TASK DIRECTIONS: What you return should match the data below exactly, line for line.

SOURCE DATA:
====================
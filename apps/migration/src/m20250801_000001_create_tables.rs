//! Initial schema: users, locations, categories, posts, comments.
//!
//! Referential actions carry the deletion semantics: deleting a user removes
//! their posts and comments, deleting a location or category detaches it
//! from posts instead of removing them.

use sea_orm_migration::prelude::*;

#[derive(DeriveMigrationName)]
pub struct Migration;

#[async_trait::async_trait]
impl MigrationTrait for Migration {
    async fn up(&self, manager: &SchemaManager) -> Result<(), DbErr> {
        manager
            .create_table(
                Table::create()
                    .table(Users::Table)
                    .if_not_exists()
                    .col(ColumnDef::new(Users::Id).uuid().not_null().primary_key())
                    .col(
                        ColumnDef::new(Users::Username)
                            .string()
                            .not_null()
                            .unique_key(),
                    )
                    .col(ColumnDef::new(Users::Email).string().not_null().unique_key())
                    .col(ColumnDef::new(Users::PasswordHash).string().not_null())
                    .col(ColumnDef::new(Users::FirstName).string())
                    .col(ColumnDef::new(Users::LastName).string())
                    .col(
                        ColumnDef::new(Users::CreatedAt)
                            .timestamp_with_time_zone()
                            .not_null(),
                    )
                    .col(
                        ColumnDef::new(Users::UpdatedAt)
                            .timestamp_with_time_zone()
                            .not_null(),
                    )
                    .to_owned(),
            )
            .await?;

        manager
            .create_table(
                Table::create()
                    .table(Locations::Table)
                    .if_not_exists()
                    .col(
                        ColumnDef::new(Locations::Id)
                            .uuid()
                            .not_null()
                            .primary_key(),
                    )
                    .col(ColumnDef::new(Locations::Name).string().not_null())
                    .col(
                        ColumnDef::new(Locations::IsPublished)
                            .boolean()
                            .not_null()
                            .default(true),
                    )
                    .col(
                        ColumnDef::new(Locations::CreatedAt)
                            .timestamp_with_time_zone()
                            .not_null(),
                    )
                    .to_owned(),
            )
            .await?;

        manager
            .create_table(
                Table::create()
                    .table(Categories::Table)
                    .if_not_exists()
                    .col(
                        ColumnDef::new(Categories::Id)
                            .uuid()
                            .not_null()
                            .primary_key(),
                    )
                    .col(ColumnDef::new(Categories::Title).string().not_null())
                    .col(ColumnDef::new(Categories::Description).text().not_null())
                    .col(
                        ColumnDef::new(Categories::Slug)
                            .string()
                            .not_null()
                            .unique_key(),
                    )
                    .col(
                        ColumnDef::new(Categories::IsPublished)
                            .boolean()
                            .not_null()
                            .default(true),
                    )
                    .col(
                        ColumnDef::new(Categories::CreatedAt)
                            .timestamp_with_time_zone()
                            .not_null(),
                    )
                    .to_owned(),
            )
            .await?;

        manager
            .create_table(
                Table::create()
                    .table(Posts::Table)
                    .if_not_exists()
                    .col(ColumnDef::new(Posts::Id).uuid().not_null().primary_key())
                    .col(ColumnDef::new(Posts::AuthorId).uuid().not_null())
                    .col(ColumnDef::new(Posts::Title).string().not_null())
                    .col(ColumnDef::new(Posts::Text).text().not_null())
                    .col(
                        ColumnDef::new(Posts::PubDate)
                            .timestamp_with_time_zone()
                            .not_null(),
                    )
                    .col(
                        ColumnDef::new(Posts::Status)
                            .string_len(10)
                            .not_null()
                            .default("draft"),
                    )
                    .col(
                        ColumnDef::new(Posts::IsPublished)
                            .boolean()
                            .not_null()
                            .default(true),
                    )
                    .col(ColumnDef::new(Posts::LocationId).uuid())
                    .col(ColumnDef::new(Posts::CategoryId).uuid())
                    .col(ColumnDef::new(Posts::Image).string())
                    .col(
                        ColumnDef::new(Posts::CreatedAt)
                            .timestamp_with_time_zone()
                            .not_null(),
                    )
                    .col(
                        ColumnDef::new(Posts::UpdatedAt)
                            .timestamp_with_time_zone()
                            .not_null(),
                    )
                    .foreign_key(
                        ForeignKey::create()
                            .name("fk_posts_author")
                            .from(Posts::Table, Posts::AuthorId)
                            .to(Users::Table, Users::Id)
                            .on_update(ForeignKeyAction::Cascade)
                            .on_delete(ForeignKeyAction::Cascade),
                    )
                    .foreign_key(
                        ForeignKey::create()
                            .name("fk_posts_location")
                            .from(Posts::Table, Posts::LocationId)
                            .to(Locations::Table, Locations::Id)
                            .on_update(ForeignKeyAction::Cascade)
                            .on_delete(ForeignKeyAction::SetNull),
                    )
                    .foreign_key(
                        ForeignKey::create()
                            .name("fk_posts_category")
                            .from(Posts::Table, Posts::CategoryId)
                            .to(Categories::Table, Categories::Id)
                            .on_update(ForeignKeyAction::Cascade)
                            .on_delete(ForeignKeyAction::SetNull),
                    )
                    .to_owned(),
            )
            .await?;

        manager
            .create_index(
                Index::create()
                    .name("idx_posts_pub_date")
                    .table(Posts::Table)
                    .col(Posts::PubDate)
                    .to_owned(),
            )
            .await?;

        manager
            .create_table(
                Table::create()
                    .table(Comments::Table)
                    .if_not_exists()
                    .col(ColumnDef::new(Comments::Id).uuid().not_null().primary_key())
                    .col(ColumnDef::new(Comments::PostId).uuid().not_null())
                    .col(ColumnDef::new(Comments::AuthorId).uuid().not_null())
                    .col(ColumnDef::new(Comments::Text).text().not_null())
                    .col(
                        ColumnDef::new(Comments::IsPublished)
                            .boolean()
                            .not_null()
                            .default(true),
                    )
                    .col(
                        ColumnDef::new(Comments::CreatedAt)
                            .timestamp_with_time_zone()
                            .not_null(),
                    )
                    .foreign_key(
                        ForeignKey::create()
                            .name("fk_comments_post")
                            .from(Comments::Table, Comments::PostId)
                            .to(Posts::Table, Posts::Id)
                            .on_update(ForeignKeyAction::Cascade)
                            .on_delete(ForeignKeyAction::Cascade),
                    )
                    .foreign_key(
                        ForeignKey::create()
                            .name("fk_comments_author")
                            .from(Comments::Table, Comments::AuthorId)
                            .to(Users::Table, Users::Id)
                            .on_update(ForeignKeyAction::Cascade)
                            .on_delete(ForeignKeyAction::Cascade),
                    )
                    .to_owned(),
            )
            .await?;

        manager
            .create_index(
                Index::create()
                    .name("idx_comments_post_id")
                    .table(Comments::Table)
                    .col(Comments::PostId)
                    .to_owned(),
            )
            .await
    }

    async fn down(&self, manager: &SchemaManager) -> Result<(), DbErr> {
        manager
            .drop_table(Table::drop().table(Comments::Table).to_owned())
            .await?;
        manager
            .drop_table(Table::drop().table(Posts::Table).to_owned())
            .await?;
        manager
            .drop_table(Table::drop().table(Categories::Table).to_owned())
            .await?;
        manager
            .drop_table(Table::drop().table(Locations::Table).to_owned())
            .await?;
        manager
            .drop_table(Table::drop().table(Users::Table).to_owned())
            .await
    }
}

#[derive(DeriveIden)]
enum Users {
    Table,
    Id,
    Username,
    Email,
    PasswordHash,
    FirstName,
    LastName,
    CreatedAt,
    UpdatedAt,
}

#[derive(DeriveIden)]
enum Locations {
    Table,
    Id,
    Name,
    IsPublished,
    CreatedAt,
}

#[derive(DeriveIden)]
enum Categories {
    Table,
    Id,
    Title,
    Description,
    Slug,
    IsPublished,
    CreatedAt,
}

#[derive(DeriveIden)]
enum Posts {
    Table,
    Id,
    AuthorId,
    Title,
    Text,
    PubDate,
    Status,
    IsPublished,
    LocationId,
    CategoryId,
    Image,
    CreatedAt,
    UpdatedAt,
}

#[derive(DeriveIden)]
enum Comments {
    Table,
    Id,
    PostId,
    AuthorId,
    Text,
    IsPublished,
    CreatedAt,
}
====================
ANSWER TO THIS EXERCISE:
filename apps/migration/src/m20250801_000001_create_tables.rs
//! Initial schema: users, locations, categories, posts, comments.
//!
//! Referential actions carry the deletion semantics: deleting a user removes
//! their posts and comments, deleting a location or category detaches it
//! from posts instead of removing them.

use sea_orm_migration::prelude::*;

#[derive(DeriveMigrationName)]
pub struct Migration;

#[async_trait::async_trait]
impl MigrationTrait for Migration {
    async fn up(&self, manager: &SchemaManager) -> Result<(), DbErr> {
        manager
            .create_table(
                Table::create()
                    .table(Users::Table)
                    .if_not_exists()
                    .col(ColumnDef::new(Users::Id).uuid().not_null().primary_key())
                    .col(
                        ColumnDef::new(Users::Username)
                            .string()
                            .not_null()
                            .unique_key(),
                    )
                    .col(ColumnDef::new(Users::Email).string().not_null().unique_key())
                    .col(ColumnDef::new(Users::PasswordHash).string().not_null())
                    .col(ColumnDef::new(Users::FirstName).string())
                    .col(ColumnDef::new(Users::LastName).string())
                    .col(
                        ColumnDef::new(Users::CreatedAt)
                            .timestamp_with_time_zone()
                            .not_null(),
                    )
                    .col(
                        ColumnDef::new(Users::UpdatedAt)
                            .timestamp_with_time_zone()
                            .not_null(),
                    )
                    .to_owned(),
            )
            .await?;

        manager
            .create_table(
                Table::create()
                    .table(Locations::Table)
                    .if_not_exists()
                    .col(
                        ColumnDef::new(Locations::Id)
                            .uuid()
                            .not_null()
                            .primary_key(),
                    )
                    .col(ColumnDef::new(Locations::Name).string().not_null())
                    .col(
                        ColumnDef::new(Locations::IsPublished)
                            .boolean()
                            .not_null()
                            .default(true),
                    )
                    .col(
                        ColumnDef::new(Locations::CreatedAt)
                            .timestamp_with_time_zone()
                            .not_null(),
                    )
                    .to_owned(),
            )
            .await?;

        manager
            .create_table(
                Table::create()
                    .table(Categories::Table)
                    .if_not_exists()
                    .col(
                        ColumnDef::new(Categories::Id)
                            .uuid()
                            .not_null()
                            .primary_key(),
                    )
                    .col(ColumnDef::new(Categories::Title).string().not_null())
                    .col(ColumnDef::new(Categories::Description).text().not_null())
                    .col(
                        ColumnDef::new(Categories::Slug)
                            .string()
                            .not_null()
                            .unique_key(),
                    )
                    .col(
                        ColumnDef::new(Categories::IsPublished)
                            .boolean()
                            .not_null()
                            .default(true),
                    )
                    .col(
                        ColumnDef::new(Categories::CreatedAt)
                            .timestamp_with_time_zone()
                            .not_null(),
                    )
                    .to_owned(),
            )
            .await?;

        manager
            .create_table(
                Table::create()
                    .table(Posts::Table)
                    .if_not_exists()
                    .col(ColumnDef::new(Posts::Id).uuid().not_null().primary_key())
                    .col(ColumnDef::new(Posts::AuthorId).uuid().not_null())
                    .col(ColumnDef::new(Posts::Title).string().not_null())
                    .col(ColumnDef::new(Posts::Text).text().not_null())
                    .col(
                        ColumnDef::new(Posts::PubDate)
                            .timestamp_with_time_zone()
                            .not_null(),
                    )
                    .col(
                        ColumnDef::new(Posts::Status)
                            .string_len(10)
                            .not_null()
                            .default("draft"),
                    )
                    .col(
                        ColumnDef::new(Posts::IsPublished)
                            .boolean()
                            .not_null()
                            .default(true),
                    )
                    .col(ColumnDef::new(Posts::LocationId).uuid())
                    .col(ColumnDef::new(Posts::CategoryId).uuid())
                    .col(ColumnDef::new(Posts::Image).string())
                    .col(
                        ColumnDef::new(Posts::CreatedAt)
                            .timestamp_with_time_zone()
                            .not_null(),
                    )
                    .col(
                        ColumnDef::new(Posts::UpdatedAt)
                            .timestamp_with_time_zone()
                            .not_null(),
                    )
                    .foreign_key(
                        ForeignKey::create()
                            .name("fk_posts_author")
                            .from(Posts::Table, Posts::AuthorId)
                            .to(Users::Table, Users::Id)
                            .on_update(ForeignKeyAction::Cascade)
                            .on_delete(ForeignKeyAction::Cascade),
                    )
                    .foreign_key(
                        ForeignKey::create()
                            .name("fk_posts_location")
                            .from(Posts::Table, Posts::LocationId)
                            .to(Locations::Table, Locations::Id)
                            .on_update(ForeignKeyAction::Cascade)
                            .on_delete(ForeignKeyAction::SetNull),
                    )
                    .foreign_key(
                        ForeignKey::create()
                            .name("fk_posts_category")
                            .from(Posts::Table, Posts::CategoryId)
                            .to(Categories::Table, Categories::Id)
                            .on_update(ForeignKeyAction::Cascade)
                            .on_delete(ForeignKeyAction::SetNull),
                    )
                    .to_owned(),
            )
            .await?;

        manager
            .create_index(
                Index::create()
                    .name("idx_posts_pub_date")
                    .table(Posts::Table)
                    .col(Posts::PubDate)
                    .to_owned(),
            )
            .await?;

        manager
            .create_table(
                Table::create()
                    .table(Comments::Table)
                    .if_not_exists()
                    .col(ColumnDef::new(Comments::Id).uuid().not_null().primary_key())
                    .col(ColumnDef::new(Comments::PostId).uuid().not_null())
                    .col(ColumnDef::new(Comments::AuthorId).uuid().not_null())
                    .col(ColumnDef::new(Comments::Text).text().not_null())
                    .col(
                        ColumnDef::new(Comments::IsPublished)
                            .boolean()
                            .not_null()
                            .default(true),
                    )
                    .col(
                        ColumnDef::new(Comments::CreatedAt)
                            .timestamp_with_time_zone()
                            .not_null(),
                    )
                    .foreign_key(
                        ForeignKey::create()
                            .name("fk_comments_post")
                            .from(Comments::Table, Comments::PostId)
                            .to(Posts::Table, Posts::Id)
                            .on_update(ForeignKeyAction::Cascade)
                            .on_delete(ForeignKeyAction::Cascade),
                    )
                    .foreign_key(
                        ForeignKey::create()
                            .name("fk_comments_author")
                            .from(Comments::Table, Comments::AuthorId)
                            .to(Users::Table, Users::Id)
                            .on_update(ForeignKeyAction::Cascade)
                            .on_delete(ForeignKeyAction::Cascade),
                    )
                    .to_owned(),
            )
            .await?;

        manager
            .create_index(
                Index::create()
                    .name("idx_comments_post_id")
                    .table(Comments::Table)
                    .col(Comments::PostId)
                    .to_owned(),
            )
            .await
    }

    async fn down(&self, manager: &SchemaManager) -> Result<(), DbErr> {
        manager
            .drop_table(Table::drop().table(Comments::Table).to_owned())
            .await?;
        manager
            .drop_table(Table::drop().table(Posts::Table).to_owned())
            .await?;
        manager
            .drop_table(Table::drop().table(Categories::Table).to_owned())
            .await?;
        manager
            .drop_table(Table::drop().table(Locations::Table).to_owned())
            .await?;
        manager
            .drop_table(Table::drop().table(Users::Table).to_owned())
            .await
    }
}

#[derive(DeriveIden)]
enum Users {
    Table,
    Id,
    Username,
    Email,
    PasswordHash,
    FirstName,
    LastName,
    CreatedAt,
    UpdatedAt,
}

#[derive(DeriveIden)]
enum Locations {
    Table,
    Id,
    Name,
    IsPublished,
    CreatedAt,
}

#[derive(DeriveIden)]
enum Categories {
    Table,
    Id,
    Title,
    Description,
    Slug,
    IsPublished,
    CreatedAt,
}

#[derive(DeriveIden)]
enum Posts {
    Table,
    Id,
    AuthorId,
    Title,
    Text,
    PubDate,
    Status,
    IsPublished,
    LocationId,
    CategoryId,
    Image,
    CreatedAt,
    UpdatedAt,
}

#[derive(DeriveIden)]
enum Comments {
    Table,
    Id,
    PostId,
    AuthorId,
    Text,
    IsPublished,
    CreatedAt,
}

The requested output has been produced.